Sidewinding was inspired by sidewinding biological snakes, and is currently one of the fastest ways for these snake robots to travel. This gait is ideal on rugged or uneven terrain.
The snake curves slightly into a 'C' shape and then rolls sideways. It is useful for uneven terrain and excels at climbing hills.
Since the robot is buoyant, sending sine waves backwards through the body of the robot propels it forward.
Channel climbing is a variant of linear progression, where the amplitude and period of the sine wave are adjusted to fit the chosen channel or pipe; protective skin or rubber can provide additional friction and compliance.
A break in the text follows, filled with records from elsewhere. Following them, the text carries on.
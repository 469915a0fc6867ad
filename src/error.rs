//! Error taxonomy shared by counters, scopes and stores.
//!
//! Every failure is returned as a typed [`ValMuxError`] to the immediate
//! caller. Release operations never fail, so there is no error for them.
//!
//! # Example
//!
//! ```rust
//! use valmux::{ValMux, ValMuxError};
//!
//! let limiter = ValMux::new(1);
//! limiter.inc().unwrap();
//!
//! match limiter.inc() {
//!     Err(ValMuxError::CapacityExceeded { current, max, .. }) => {
//!         assert_eq!((current, max), (1, 1));
//!     }
//!     other => panic!("unexpected: {other:?}"),
//! }
//! ```

use thiserror::Error;

use crate::context::ContextError;

/// Errors returned by acquisition operations.
#[derive(Debug, Clone, Copy, PartialEq, Eq, Error)]
pub enum ValMuxError {
    /// The requested amount alone is larger than the capacity.
    ///
    /// Such a request can never succeed, so it is rejected immediately and
    /// never waits.
    #[error("requested {requested} exceeds maximum {max}")]
    MaxExceeded {
        /// The amount that was requested.
        requested: u64,
        /// The capacity at check time.
        max: u64,
    },

    /// Current occupancy plus the requested amount exceeds the capacity.
    #[error("count exceeded: {current} + {requested} > {max}")]
    CapacityExceeded {
        /// Occupancy observed at check time.
        current: u64,
        /// The amount that was requested.
        requested: u64,
        /// The capacity at check time.
        max: u64,
    },

    /// The addition would not fit in a `u64`.
    #[error("integer overflow: {current} + {requested}")]
    Overflow {
        /// Occupancy observed at check time.
        current: u64,
        /// The amount that was requested.
        requested: u64,
    },

    /// The governing context was cancelled explicitly.
    #[error("context cancelled")]
    Cancelled,

    /// The governing context reached its deadline.
    #[error("context deadline exceeded")]
    DeadlineExceeded,
}

impl ValMuxError {
    /// Returns `true` for [`ValMuxError::MaxExceeded`].
    pub fn is_max_exceeded(&self) -> bool {
        matches!(self, ValMuxError::MaxExceeded { .. })
    }

    /// Returns `true` for [`ValMuxError::CapacityExceeded`].
    pub fn is_capacity_exceeded(&self) -> bool {
        matches!(self, ValMuxError::CapacityExceeded { .. })
    }

    /// Returns `true` for [`ValMuxError::Overflow`].
    pub fn is_overflow(&self) -> bool {
        matches!(self, ValMuxError::Overflow { .. })
    }

    /// Returns `true` for [`ValMuxError::Cancelled`].
    pub fn is_cancelled(&self) -> bool {
        matches!(self, ValMuxError::Cancelled)
    }

    /// Returns `true` for [`ValMuxError::DeadlineExceeded`].
    pub fn is_deadline_exceeded(&self) -> bool {
        matches!(self, ValMuxError::DeadlineExceeded)
    }

    /// Returns `true` if the error came from the governing context rather
    /// than from the counter itself.
    pub fn is_context(&self) -> bool {
        self.is_cancelled() || self.is_deadline_exceeded()
    }
}

impl From<ContextError> for ValMuxError {
    fn from(err: ContextError) -> Self {
        match err {
            ContextError::Cancelled => ValMuxError::Cancelled,
            ContextError::DeadlineExceeded => ValMuxError::DeadlineExceeded,
        }
    }
}

/// Result type for acquisition operations.
pub type Result<T> = std::result::Result<T, ValMuxError>;

#[cfg(test)]
mod tests {
    use super::*;

    #[test]
    fn test_display() {
        let err = ValMuxError::MaxExceeded {
            requested: 5,
            max: 2,
        };
        assert_eq!(err.to_string(), "requested 5 exceeds maximum 2");

        let err = ValMuxError::CapacityExceeded {
            current: 1,
            requested: 1,
            max: 1,
        };
        assert_eq!(err.to_string(), "count exceeded: 1 + 1 > 1");

        assert_eq!(
            ValMuxError::DeadlineExceeded.to_string(),
            "context deadline exceeded"
        );
    }

    #[test]
    fn test_from_context_error() {
        assert_eq!(
            ValMuxError::from(ContextError::Cancelled),
            ValMuxError::Cancelled
        );
        assert_eq!(
            ValMuxError::from(ContextError::DeadlineExceeded),
            ValMuxError::DeadlineExceeded
        );
    }

    #[test]
    fn test_predicates() {
        let overflow = ValMuxError::Overflow {
            current: u64::MAX,
            requested: 1,
        };
        assert!(overflow.is_overflow());
        assert!(!overflow.is_context());
        assert!(ValMuxError::Cancelled.is_context());
        assert!(ValMuxError::DeadlineExceeded.is_context());
        assert!(ValMuxError::MaxExceeded { requested: 2, max: 1 }.is_max_exceeded());
    }
}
Similar to channel climbing, the snake can also climb up the inside of pipes or tubes. A variant of linear progression can be used to climb a pipe or tube, as in a channel, but since a pipe is cylindrically symetrical, the snakes can also use a modified version of corkscrewing to climb a pipe. Since corkscrewing up a pipe uses all 16 servos, as opposed to just 8 as in linear progression, corkscrew climbing is faster.
Pole climbing refers to moving upwards on clylinders whose perimeter is less than the length of the snake robot. The robot moves upwards without the aid of any adhesive by spiraling its body around the pole, gripping it, and using the rolling gait to travel up or down the pole.
Cornering is a motion to maneuver around tight corners, such as those encountered in pipe systems or at the intersection of ibeams.
Pipe rolling moves the snake robot efficiently & reliably across the top of a pipe. The snake robot wraps its head and tail around the pipe and uses the rolling motion to move forward.
As far as I know, the earliest mention of the idea of a snake-like robot is the mining worm robot from Emmett McDowell's 1946 short story Love Among The Robots.